E de fato, outro enigma é qual exatamente era o papel da cannabis e olíbano nos rituais do santuário. Segundo os resultados do estudo, os vegetais eram misturados com outras substâncias para ajudar na queima e emissão de vapores: gordura animal para o olíbano e possivelmente algum tipo de fezes de mamíferos para a cannabis.

A cannabis do altar também não continha sementes ou pólen discerníveis, o que contrasta com maconha antiga encontrada em outros sítios arqueológicos na Rússia e China. Por essa razão, Arie e seus colegas especulam que a cannabis foi importada para Tel Arad como resina seca – em outras palavras, haxixe.

Todos esses detalhes levam a crer que cannabis tinha um “papel deliberadamente psicoativo”, o que se encaixaria com o “uso frequente de materiais alucinógenos para propósitos de cerimônia religiosa no Oriente Próximo Antigo”, segundo o estudo.
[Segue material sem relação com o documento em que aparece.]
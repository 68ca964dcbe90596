//! Version syntax and range constraints.
//!
//! Tags are compared as semantic versions after stripping a leading `v` or
//! `V`. `major` and `major.minor` are padded with `.0` parts. Tags with more
//! than three numeric parts are not versions.
//!
//! Constraints accept the forms found in vendir manifests and in the
//! requirement syntax they were copied from:
//!
//! - comma- or space-separated comparators: `>=1.5.0, <2.0.0`, `>= 1.5 < 2`
//! - `||` alternatives: `^1.2 || ^2.0`
//! - caret, tilde and wildcards: `^1.2`, `~1.2.3`, `1.x`
//! - the pessimistic operator: `~> 1.2` (`>=1.2.0, <2.0.0`)
//! - a bare version means exactly that version
//!
//! ```
//! use vendir_resolve::version::{VersionConstraint, parse_version};
//!
//! let constraint = VersionConstraint::parse(">=1.5.0").unwrap();
//! assert!(constraint.matches(&parse_version("v2.0.0").unwrap()));
//! assert!(!constraint.matches(&parse_version("v1.0.0").unwrap()));
//! ```

use std::sync::LazyLock;

use regex::Regex;
use semver::{Version, VersionReq};

use crate::error::{Error, Result};

static COMMIT_SHA: LazyLock<Regex> =
    LazyLock::new(|| Regex::new(r"^[0-9a-f]{7,40}$").expect("Invalid commit sha regex"));

/// Strip one leading `v` or `V`.
pub fn strip_version_prefix(s: &str) -> &str {
    s.strip_prefix(['v', 'V']).unwrap_or(s)
}

/// Parse a tag or ref as a version, or `None` if it is not one.
pub fn parse_version(s: &str) -> Option<Version> {
    Version::parse(&pad(strip_version_prefix(s.trim()))).ok()
}

pub fn looks_like_version(reference: &str) -> bool {
    parse_version(reference).is_some()
}

/// Hex string of 7 to 40 lowercase characters.
pub fn looks_like_commit_sha(reference: &str) -> bool {
    COMMIT_SHA.is_match(reference)
}

/// A parsed range. Matches when any `||` alternative matches.
#[derive(Debug, Clone)]
pub struct VersionConstraint {
    alternatives: Vec<VersionReq>,
    raw: String,
}

impl VersionConstraint {
    pub fn parse(constraint: &str) -> Result<Self> {
        let raw = constraint.trim().to_string();
        let invalid = |reason: String| Error::InvalidConstraint {
            constraint: raw.clone(),
            reason,
        };

        let mut alternatives = Vec::new();
        for alternative in raw.split("||") {
            let comparators = comparators(alternative).map_err(invalid)?;
            if comparators.is_empty() {
                return Err(invalid("empty constraint".to_string()));
            }
            let req = VersionReq::parse(&comparators.join(", "))
                .map_err(|e| invalid(e.to_string()))?;
            alternatives.push(req);
        }

        Ok(Self { alternatives, raw })
    }

    pub fn matches(&self, version: &Version) -> bool {
        self.alternatives.iter().any(|req| req.matches(version))
    }

    /// Check a tag or version string. Unparseable input never matches.
    pub fn satisfies(&self, version: &str) -> bool {
        parse_version(version).is_some_and(|v| self.matches(&v))
    }

    pub fn as_str(&self) -> &str {
        &self.raw
    }
}

impl std::fmt::Display for VersionConstraint {
    fn fmt(&self, f: &mut std::fmt::Formatter<'_>) -> std::fmt::Result {
        f.write_str(&self.raw)
    }
}

const OPERATOR_CHARS: &[char] = &['<', '>', '=', '~', '^', '!'];

/// Split one alternative into `semver` comparators.
fn comparators(alternative: &str) -> std::result::Result<Vec<String>, String> {
    let mut out = Vec::new();
    let mut pending: Option<&str> = None;

    let tokens = alternative
        .split(|c: char| c == ',' || c.is_whitespace())
        .filter(|t| !t.is_empty());
    for token in tokens {
        if token.chars().all(|c| OPERATOR_CHARS.contains(&c)) {
            if let Some(op) = pending {
                return Err(format!("operator '{op}' has no version"));
            }
            pending = Some(token);
            continue;
        }
        let comparator = match pending.take() {
            Some(op) => format!("{op}{token}"),
            None => token.to_string(),
        };
        out.extend(translate(&comparator)?);
    }

    match pending {
        Some(op) => Err(format!("operator '{op}' has no version")),
        None => Ok(out),
    }
}

fn translate(comparator: &str) -> std::result::Result<Vec<String>, String> {
    let split = comparator
        .find(|c: char| !OPERATOR_CHARS.contains(&c))
        .unwrap_or(comparator.len());
    let (op, version) = comparator.split_at(split);
    let version = strip_version_prefix(version);

    match op {
        "~>" => pessimistic(version),
        "!=" => Err("'!=' is not supported".to_string()),
        "^" | "~" => Ok(vec![format!("{op}{version}")]),
        _ if is_wildcard(version) => Ok(vec![format!("{op}{version}")]),
        "" | "=" | "==" => Ok(vec![format!("={}", pad(version))]),
        ">" | ">=" | "<" | "<=" => Ok(vec![format!("{op}{}", pad(version))]),
        other => Err(format!("unknown operator '{other}'")),
    }
}

fn is_wildcard(version: &str) -> bool {
    version
        .split('.')
        .any(|part| matches!(part, "*" | "x" | "X"))
}

/// Complete `1` or `1.2` to three numeric parts.
fn pad(version: &str) -> String {
    let (core, rest) = match version.find(['-', '+']) {
        Some(i) => version.split_at(i),
        None => (version, ""),
    };
    let parts = core.split('.').count();
    if parts >= 3 || !core.split('.').all(|p| p.parse::<u64>().is_ok()) {
        return version.to_string();
    }
    let mut padded = core.to_string();
    for _ in parts..3 {
        padded.push_str(".0");
    }
    padded.push_str(rest);
    padded
}

/// `~> X` is `>=X.0.0, <X+1.0.0`, `~> X.Y` is `>=X.Y.0, <X+1.0.0`,
/// `~> X.Y.Z` is `>=X.Y.Z, <X.Y+1.0`.
fn pessimistic(version: &str) -> std::result::Result<Vec<String>, String> {
    let parts: Vec<u64> = version
        .split('.')
        .map(str::parse)
        .collect::<std::result::Result<_, _>>()
        .map_err(|_| format!("'~>' needs a numeric version, got '{version}'"))?;

    let overflow = || format!("'~>' upper bound of '{version}' overflows");
    let (lower, upper) = match parts.as_slice() {
        [major] => (
            format!("{major}.0.0"),
            format!("{}.0.0", major.checked_add(1).ok_or_else(overflow)?),
        ),
        [major, minor] => (
            format!("{major}.{minor}.0"),
            format!("{}.0.0", major.checked_add(1).ok_or_else(overflow)?),
        ),
        [major, minor, patch] => (
            format!("{major}.{minor}.{patch}"),
            format!("{major}.{}.0", minor.checked_add(1).ok_or_else(overflow)?),
        ),
        _ => return Err(format!("'~>' needs one to three version parts, got '{version}'")),
    };
    Ok(vec![format!(">={lower}"), format!("<{upper}")])
}
//! Shared test utilities for the vendir-bot workspace.
//!
//! Dev-dependency only, never published.
//!
//! # Modules
//!
//! - [`fixtures`]: `vendir.yml` / `vendir.lock.yml` documents
//! - [`git`]: local upstream repositories with commits and tags
//! - [`workspace`]: [`TestWorkspace`](workspace::TestWorkspace), a temp
//!   directory holding a manifest pair

pub mod fixtures;
pub mod git;
pub mod workspace;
“Podemos supor que a fragrância do olíbano dava um ambiente especial para os cultos no santuário, enquanto a queima de cannabis levava pelo menos alguns sacerdotes e adoradores a um estado religioso de consciência (êxtase)”, disse Arie. “É lógico supor que essa era uma parte importante das cerimônias que aconteciam no santuário.”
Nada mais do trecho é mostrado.